Green beans and green adzuki beans are two different types of legumes, mainly distinguished by their variety, appearance, and purpose. Mung beans are common seeds of leguminous plants, with a green skin and a round shape; Green beans are a variant of mung beans, with smaller particles and slightly lighter color. There are also differences in nutritional composition and consumption methods between the two.

1. Variety Differences
Mung beans belong to the legume family and the genus Vignaradiata, which is a traditional crop. Green beans are a specific cultivated variety of mung beans, with smaller particles and shorter growth cycles, suitable for planting under specific climatic conditions. Both belong to different subtypes of the same species in botanical classification.
2. Appearance difference
Green bean particles are larger, with a diameter of about 4-5 millimeters, and the skin is dark green with obvious luster. Green beans have a diameter of about 2-3 millimeters, a light green or yellow green color, and a thin skin. After cooking, mung beans maintain their intact form, while green beans are more easily cooked into sand.
3. Nutrients
Green beans are rich in protein, dietary fiber, and B vitamins, with a high potassium content. Green beans have slightly higher starch content and lower protein ratio than mung beans, but contain more antioxidant substances. Both have the effect of clearing heat and relieving summer heat, and green beans are easier to digest and absorb.

4. Way of eating
Mung beans are suitable for making mung bean soup, mung bean Congee and other foods that need to maintain a sense of grain. Green adzuki beans are often used to make bean paste and pastry fillings, and are more suitable for processing food due to their easy to cook property. In some areas, green beans will sprout and be consumed as vegetables.
5. Medicinal Value
Traditional Chinese medicine believes that mung beans have detoxifying and cooling effects, and are commonly used to treat summer heat and thirst. Green beans, due to their small particles, are more likely to release medicinal effects and are commonly used in traditional prescriptions to promote diuresis and reduce swelling. Modern research shows that both contain polyphenolic substances, but green beans have a higher flavonoid content.
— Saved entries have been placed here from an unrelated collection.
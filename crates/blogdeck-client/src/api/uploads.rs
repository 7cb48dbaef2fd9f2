//! Uploads API.

use reqwest::multipart::{Form, Part};

use crate::client::BlogClient;
use crate::error::Result;
use crate::types::{PageResult, Upload, UploadQuery, UploadedFile};

/// Which upload endpoint to use. Each one stores into its own directory and
/// the image variants validate the content type.
#[derive(Debug, Clone, Copy, PartialEq, Eq)]
pub enum UploadKind {
    File,
    Image,
    Cover,
    Avatar,
}

impl UploadKind {
    fn path(self) -> &'static str {
        match self {
            UploadKind::File => "upload/file",
            UploadKind::Image => "upload/image",
            UploadKind::Cover => "upload/cover",
            UploadKind::Avatar => "upload/avatar",
        }
    }
}

/// Uploads API client.
pub struct UploadsApi {
    client: BlogClient,
}

impl UploadsApi {
    pub(crate) fn new(client: BlogClient) -> Self {
        Self { client }
    }

    /// List stored uploads.
    pub async fn list(&self, query: &UploadQuery) -> Result<PageResult<Upload>> {
        self.client.get_with_query("upload/list", query).await
    }

    /// Upload file contents as multipart field `file`.
    pub async fn upload(
        &self,
        kind: UploadKind,
        file_name: impl Into<String>,
        bytes: Vec<u8>,
    ) -> Result<UploadedFile> {
        let part = Part::bytes(bytes).file_name(file_name.into());
        let form = Form::new().part("file", part);
        self.client.post_multipart(kind.path(), form).await
    }

    /// Save an upload record directly.
    pub async fn save(&self, record: &Upload) -> Result<Upload> {
        self.client.post("upload", record).await
    }

    /// Delete an upload.
    pub async fn delete(&self, id: i64) -> Result<()> {
        self.client.delete(&format!("upload/{}", id)).await
    }
}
Daily consumption can be selected according to needs. Green beans are suitable for summer cooling drinks, while green beans are more suitable for processed foods. Both need to be soaked in advance to shorten cooking time, and those with spleen and stomach deficiency and cold should control their intake. It is recommended to include two types of legumes in daily diet, which can be combined with grains to improve protein utilization. However, individuals with renal insufficiency should limit their intake of legumes.
Comments (0)
Leave a Comment
No comments yet
Be the first to share your thoughts!